_THE TASK_.
Please filter the data below down to the lines holding the string "list".

_INPUT DATA_.
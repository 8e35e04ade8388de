//! The virtual file system contract the host delegates to.

use std::collections::HashMap;
use std::fmt;
use std::sync::{Arc, PoisonError, RwLock};

use crate::snapshot::ScriptSnapshot;

/// Opaque per-file version.
///
/// Versions are only meaningful for change detection: two reads of the same
/// file that return equal versions must see the same content.
#[derive(Debug, Clone, Copy, PartialEq, Eq, Hash, PartialOrd, Ord)]
pub struct ScriptVersion(u64);

impl ScriptVersion {
    /// Wraps a raw version counter.
    #[must_use]
    pub const fn new(value: u64) -> Self {
        Self(value)
    }

    /// Raw counter value.
    #[must_use]
    pub const fn get(self) -> u64 {
        self.0
    }
}

impl fmt::Display for ScriptVersion {
    fn fmt(&self, formatter: &mut fmt::Formatter<'_>) -> fmt::Result {
        write!(formatter, "{}", self.0)
    }
}

/// Virtual file system for one editing session.
///
/// Implementations are owned by the embedding application. Returning `None`
/// from [`CompilationRoot::version`] or [`CompilationRoot::snapshot`] for a
/// file that [`CompilationRoot::list`] reported is a contract violation which
/// the host surfaces as an error rather than repairs.
pub trait CompilationRoot: Send + Sync {
    /// Project files in a stable order.
    fn list(&self) -> Vec<String>;

    /// Current version of `file_name`.
    fn version(&self, file_name: &str) -> Option<ScriptVersion>;

    /// Current content of `file_name`.
    fn snapshot(&self, file_name: &str) -> Option<Arc<ScriptSnapshot>>;

    /// Whether `file_name` is part of the root.
    fn exists(&self, file_name: &str) -> bool;

    /// Whether `name` is a directory containing at least one file.
    fn directory_exists(&self, name: &str) -> bool;
}

struct MemoryFile {
    version: ScriptVersion,
    snapshot: Arc<ScriptSnapshot>,
}

#[derive(Default)]
struct MemoryState {
    order: Vec<String>,
    files: HashMap<String, MemoryFile>,
    clock: u64,
}

/// In-memory [`CompilationRoot`] used by embedders without a project model
/// of their own, and by tests.
///
/// Every edit draws a fresh version from a root-wide counter, so versions
/// strictly change on edit even when a file is removed and re-added.
#[derive(Default)]
pub struct MemoryCompilationRoot {
    state: RwLock<MemoryState>,
}

impl MemoryCompilationRoot {
    /// Creates an empty root.
    #[must_use]
    pub fn new() -> Self {
        Self::default()
    }

    /// Adds `file_name` or replaces its text, returning the new version.
    pub fn set_text(&self, file_name: &str, text: &str) -> ScriptVersion {
        let mut state = self.state.write().unwrap_or_else(PoisonError::into_inner);
        state.clock += 1;
        let version = ScriptVersion::new(state.clock);
        let file = MemoryFile {
            version,
            snapshot: ScriptSnapshot::new(text),
        };
        if state.files.insert(file_name.to_owned(), file).is_none() {
            state.order.push(file_name.to_owned());
        }
        version
    }

    /// Removes `file_name`, returning whether it was present.
    pub fn remove(&self, file_name: &str) -> bool {
        let mut state = self.state.write().unwrap_or_else(PoisonError::into_inner);
        if state.files.remove(file_name).is_none() {
            return false;
        }
        state.order.retain(|name| name != file_name);
        true
    }

    fn read<T>(&self, reader: impl FnOnce(&MemoryState) -> T) -> T {
        let state = self.state.read().unwrap_or_else(PoisonError::into_inner);
        reader(&state)
    }
}

impl CompilationRoot for MemoryCompilationRoot {
    fn list(&self) -> Vec<String> {
        self.read(|state| state.order.clone())
    }

    fn version(&self, file_name: &str) -> Option<ScriptVersion> {
        self.read(|state| state.files.get(file_name).map(|file| file.version))
    }

    fn snapshot(&self, file_name: &str) -> Option<Arc<ScriptSnapshot>> {
        self.read(|state| {
            state
                .files
                .get(file_name)
                .map(|file| Arc::clone(&file.snapshot))
        })
    }

    fn exists(&self, file_name: &str) -> bool {
        self.read(|state| state.files.contains_key(file_name))
    }

    fn directory_exists(&self, name: &str) -> bool {
        let prefix = if name.ends_with('/') {
            name.to_owned()
        } else {
            format!("{name}/")
        };
        self.read(|state| state.order.iter().any(|file| file.starts_with(&prefix)))
    }
}

#[cfg(test)]
mod tests {
    use rstest::rstest;

    use super::*;

    #[rstest]
    fn versions_strictly_increase_on_edit() {
        let root = MemoryCompilationRoot::new();
        let first = root.set_text("main.ts", "let a = 1;");
        let second = root.set_text("main.ts", "let a = 2;");

        assert!(second > first);
        assert_eq!(root.version("main.ts"), Some(second));
        assert_eq!(root.list(), vec![String::from("main.ts")]);
    }

    #[rstest]
    fn readding_a_removed_file_gets_a_new_version() {
        let root = MemoryCompilationRoot::new();
        let first = root.set_text("main.ts", "a");
        assert!(root.remove("main.ts"));
        assert!(!root.exists("main.ts"));
        let second = root.set_text("main.ts", "a");

        assert_ne!(first, second);
    }

    #[rstest]
    #[case("scripts", true)]
    #[case("scripts/", true)]
    #[case("script", false)]
    #[case("scripts/util", false)]
    fn directory_queries_match_path_prefixes(#[case] name: &str, #[case] expected: bool) {
        let root = MemoryCompilationRoot::new();
        root.set_text("scripts/main.ts", "");

        assert_eq!(root.directory_exists(name), expected);
    }

    #[rstest]
    fn preserves_insertion_order() {
        let root = MemoryCompilationRoot::new();
        root.set_text("b.ts", "");
        root.set_text("a.ts", "");
        root.set_text("b.ts", "changed");

        assert_eq!(root.list(), vec![String::from("b.ts"), String::from("a.ts")]);
    }
}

_RESPONSE TO THE TASK_.
/// file that [`CompilationRoot::list`] reported is a contract violation which
    fn list(&self) -> Vec<String>;
    fn list(&self) -> Vec<String> {
        assert_eq!(root.list(), vec![String::from("main.ts")]);
        assert_eq!(root.list(), vec![String::from("b.ts"), String::from("a.ts")]);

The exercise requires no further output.